• [Exercise brief]
Work out how many lines in the data include the string "RateLimiter"; reply with that number alone.

• [Data for this exercise]
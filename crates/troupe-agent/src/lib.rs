//! # troupe-agent
//!
//! LLM access for Troupe agents.
//!
//! - [`LlmClient`] is the completion seam every agent talks to
//! - [`AnthropicClient`] speaks the Anthropic Messages API with retry and a
//!   per-client circuit breaker
//! - [`RateLimiter`] enforces per-model TPM, daily spend and concurrency
//!   limits; [`RateLimitedClient`] wraps any client with it

mod anthropic;
mod auth;
mod circuit_breaker;
mod llm;
mod rate_limiter;
mod types;

pub use anthropic::AnthropicClient;
pub use auth::{resolve_api_key, ANTHROPIC_KEY_VARS};
pub use circuit_breaker::{CircuitBreaker, CircuitState};
pub use llm::{LlmClient, RateLimitedClient};
pub use rate_limiter::{ModelUsage, RateLimiter, RatePermit};
pub use types::*;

• [Written response]
2